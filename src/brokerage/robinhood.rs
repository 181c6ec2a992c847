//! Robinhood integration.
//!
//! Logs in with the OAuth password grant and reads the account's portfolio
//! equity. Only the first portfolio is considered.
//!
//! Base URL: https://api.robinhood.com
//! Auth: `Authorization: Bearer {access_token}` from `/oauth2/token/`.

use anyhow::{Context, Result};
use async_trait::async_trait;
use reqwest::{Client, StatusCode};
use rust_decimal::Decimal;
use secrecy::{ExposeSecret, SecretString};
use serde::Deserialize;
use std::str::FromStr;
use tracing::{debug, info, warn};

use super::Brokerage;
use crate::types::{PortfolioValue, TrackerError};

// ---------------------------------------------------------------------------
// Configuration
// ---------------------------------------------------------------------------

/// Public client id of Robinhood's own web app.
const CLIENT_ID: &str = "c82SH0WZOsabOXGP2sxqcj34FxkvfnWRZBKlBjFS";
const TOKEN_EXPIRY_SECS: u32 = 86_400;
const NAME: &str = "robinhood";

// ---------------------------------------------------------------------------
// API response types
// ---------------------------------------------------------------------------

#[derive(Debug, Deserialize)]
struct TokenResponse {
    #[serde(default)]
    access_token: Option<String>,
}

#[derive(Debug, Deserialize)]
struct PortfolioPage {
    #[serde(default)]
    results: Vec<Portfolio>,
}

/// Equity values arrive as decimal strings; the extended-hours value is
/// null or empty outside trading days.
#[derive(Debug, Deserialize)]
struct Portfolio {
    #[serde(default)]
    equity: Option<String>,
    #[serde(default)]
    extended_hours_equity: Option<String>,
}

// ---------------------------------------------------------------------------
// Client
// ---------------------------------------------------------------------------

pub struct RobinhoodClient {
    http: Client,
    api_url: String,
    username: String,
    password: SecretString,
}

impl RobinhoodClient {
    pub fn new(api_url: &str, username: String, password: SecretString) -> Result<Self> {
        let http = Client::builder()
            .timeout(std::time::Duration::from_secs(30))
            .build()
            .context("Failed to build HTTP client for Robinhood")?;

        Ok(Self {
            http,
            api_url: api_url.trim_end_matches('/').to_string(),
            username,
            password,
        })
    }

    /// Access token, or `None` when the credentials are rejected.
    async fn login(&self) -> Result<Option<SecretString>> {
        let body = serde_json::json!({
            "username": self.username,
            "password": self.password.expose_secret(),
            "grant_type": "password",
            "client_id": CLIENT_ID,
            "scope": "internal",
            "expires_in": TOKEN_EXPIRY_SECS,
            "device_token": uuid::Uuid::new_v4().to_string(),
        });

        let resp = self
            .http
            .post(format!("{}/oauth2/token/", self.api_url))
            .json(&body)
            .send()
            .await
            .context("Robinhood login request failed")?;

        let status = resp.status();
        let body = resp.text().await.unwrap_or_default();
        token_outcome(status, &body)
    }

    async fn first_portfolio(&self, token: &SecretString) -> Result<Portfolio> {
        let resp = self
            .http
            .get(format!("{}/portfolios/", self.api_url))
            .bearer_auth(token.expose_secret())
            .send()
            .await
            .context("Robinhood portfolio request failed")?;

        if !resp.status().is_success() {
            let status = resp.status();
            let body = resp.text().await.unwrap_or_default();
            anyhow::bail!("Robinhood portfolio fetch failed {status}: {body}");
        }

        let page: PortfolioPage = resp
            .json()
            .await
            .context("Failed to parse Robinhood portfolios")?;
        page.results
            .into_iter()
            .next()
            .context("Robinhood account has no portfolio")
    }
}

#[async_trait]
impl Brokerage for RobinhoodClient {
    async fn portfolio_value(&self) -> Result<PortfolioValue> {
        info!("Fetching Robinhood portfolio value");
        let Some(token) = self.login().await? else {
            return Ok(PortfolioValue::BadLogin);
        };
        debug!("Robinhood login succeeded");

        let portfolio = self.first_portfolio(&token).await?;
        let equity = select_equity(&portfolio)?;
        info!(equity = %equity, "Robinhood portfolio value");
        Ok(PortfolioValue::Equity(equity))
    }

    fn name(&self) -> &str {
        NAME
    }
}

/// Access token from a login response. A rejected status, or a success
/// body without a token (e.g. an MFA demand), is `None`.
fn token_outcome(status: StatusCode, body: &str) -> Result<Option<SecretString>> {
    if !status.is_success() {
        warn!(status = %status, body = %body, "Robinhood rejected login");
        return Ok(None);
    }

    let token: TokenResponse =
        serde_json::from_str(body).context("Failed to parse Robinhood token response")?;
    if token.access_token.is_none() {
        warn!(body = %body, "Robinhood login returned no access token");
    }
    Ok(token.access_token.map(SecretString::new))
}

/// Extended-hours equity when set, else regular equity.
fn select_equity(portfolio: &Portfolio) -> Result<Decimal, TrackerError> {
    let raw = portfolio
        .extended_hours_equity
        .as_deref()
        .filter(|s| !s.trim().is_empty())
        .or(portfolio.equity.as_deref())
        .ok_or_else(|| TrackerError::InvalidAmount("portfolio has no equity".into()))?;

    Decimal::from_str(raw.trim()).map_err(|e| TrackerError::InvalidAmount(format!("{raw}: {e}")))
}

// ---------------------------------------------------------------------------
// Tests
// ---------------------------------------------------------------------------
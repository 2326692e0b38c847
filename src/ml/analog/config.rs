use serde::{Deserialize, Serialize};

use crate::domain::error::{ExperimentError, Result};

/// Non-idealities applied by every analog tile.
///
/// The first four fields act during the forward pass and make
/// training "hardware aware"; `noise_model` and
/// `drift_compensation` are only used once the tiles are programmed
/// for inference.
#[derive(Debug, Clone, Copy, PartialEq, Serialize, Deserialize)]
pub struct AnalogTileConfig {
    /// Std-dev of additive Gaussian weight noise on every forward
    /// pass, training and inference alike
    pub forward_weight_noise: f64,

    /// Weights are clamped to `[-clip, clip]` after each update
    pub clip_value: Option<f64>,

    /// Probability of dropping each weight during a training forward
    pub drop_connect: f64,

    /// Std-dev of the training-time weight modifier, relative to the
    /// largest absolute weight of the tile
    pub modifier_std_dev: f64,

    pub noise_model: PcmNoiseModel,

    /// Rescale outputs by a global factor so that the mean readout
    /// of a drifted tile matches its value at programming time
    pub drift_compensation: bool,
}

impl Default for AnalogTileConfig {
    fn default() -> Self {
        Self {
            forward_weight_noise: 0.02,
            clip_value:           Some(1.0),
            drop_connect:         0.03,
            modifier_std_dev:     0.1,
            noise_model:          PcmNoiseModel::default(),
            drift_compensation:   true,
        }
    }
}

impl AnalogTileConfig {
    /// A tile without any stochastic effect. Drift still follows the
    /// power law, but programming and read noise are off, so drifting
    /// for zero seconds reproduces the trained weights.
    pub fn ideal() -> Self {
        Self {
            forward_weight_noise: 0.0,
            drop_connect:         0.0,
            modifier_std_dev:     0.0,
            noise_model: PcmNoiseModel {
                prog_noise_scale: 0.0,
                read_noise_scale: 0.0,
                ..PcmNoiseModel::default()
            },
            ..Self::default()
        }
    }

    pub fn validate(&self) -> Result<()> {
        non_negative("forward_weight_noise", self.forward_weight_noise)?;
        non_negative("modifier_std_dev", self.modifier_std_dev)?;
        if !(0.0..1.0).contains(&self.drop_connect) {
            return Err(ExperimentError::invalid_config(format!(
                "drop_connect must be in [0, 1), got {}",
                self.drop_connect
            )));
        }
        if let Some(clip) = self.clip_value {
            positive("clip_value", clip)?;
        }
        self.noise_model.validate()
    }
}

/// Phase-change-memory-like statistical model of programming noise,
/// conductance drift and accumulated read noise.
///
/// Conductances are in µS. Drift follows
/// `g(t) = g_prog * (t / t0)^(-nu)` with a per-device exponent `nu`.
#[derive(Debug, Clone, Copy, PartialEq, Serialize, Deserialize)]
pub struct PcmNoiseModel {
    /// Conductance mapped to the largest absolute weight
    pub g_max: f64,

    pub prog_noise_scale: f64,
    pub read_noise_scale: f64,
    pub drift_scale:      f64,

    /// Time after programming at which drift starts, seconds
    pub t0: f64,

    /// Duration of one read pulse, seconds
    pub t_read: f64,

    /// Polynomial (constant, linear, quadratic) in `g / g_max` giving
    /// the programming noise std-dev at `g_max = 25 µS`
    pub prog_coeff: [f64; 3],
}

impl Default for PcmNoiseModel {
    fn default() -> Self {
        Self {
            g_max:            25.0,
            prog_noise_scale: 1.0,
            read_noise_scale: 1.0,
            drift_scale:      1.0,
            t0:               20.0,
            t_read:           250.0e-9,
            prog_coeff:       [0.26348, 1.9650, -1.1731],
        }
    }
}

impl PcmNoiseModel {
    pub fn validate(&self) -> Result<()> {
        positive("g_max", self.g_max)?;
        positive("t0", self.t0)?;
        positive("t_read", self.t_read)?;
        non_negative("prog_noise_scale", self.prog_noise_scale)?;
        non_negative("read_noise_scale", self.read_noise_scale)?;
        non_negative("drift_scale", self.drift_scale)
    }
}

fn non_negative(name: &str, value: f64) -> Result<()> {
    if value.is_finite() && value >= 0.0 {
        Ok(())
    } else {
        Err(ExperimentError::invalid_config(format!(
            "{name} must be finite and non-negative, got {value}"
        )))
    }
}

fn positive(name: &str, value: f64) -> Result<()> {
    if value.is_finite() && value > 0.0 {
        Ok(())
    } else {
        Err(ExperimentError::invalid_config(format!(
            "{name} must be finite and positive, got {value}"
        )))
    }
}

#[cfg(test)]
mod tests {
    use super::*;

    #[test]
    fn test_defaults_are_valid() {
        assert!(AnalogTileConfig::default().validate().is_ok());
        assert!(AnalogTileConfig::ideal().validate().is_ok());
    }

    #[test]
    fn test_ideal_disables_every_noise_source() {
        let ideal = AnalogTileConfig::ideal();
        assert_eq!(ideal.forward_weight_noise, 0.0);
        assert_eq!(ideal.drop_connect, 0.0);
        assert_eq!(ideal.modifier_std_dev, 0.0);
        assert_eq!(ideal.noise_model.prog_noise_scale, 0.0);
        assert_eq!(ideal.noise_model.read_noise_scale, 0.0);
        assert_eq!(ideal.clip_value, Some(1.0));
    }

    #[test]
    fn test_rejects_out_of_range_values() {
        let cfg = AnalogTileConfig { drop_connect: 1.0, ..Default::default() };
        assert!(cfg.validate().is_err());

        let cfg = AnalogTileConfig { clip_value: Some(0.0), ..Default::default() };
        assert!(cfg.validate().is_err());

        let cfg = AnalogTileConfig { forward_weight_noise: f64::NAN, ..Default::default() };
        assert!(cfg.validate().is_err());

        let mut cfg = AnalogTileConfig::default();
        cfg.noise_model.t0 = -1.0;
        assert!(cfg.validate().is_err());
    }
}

______________________________

§ **Task directions**: Pull every line containing the word "account" out of the material and copy it.

§ **Task output**:
//! Logs in with the OAuth password grant and reads the account's portfolio
            .context("Robinhood account has no portfolio")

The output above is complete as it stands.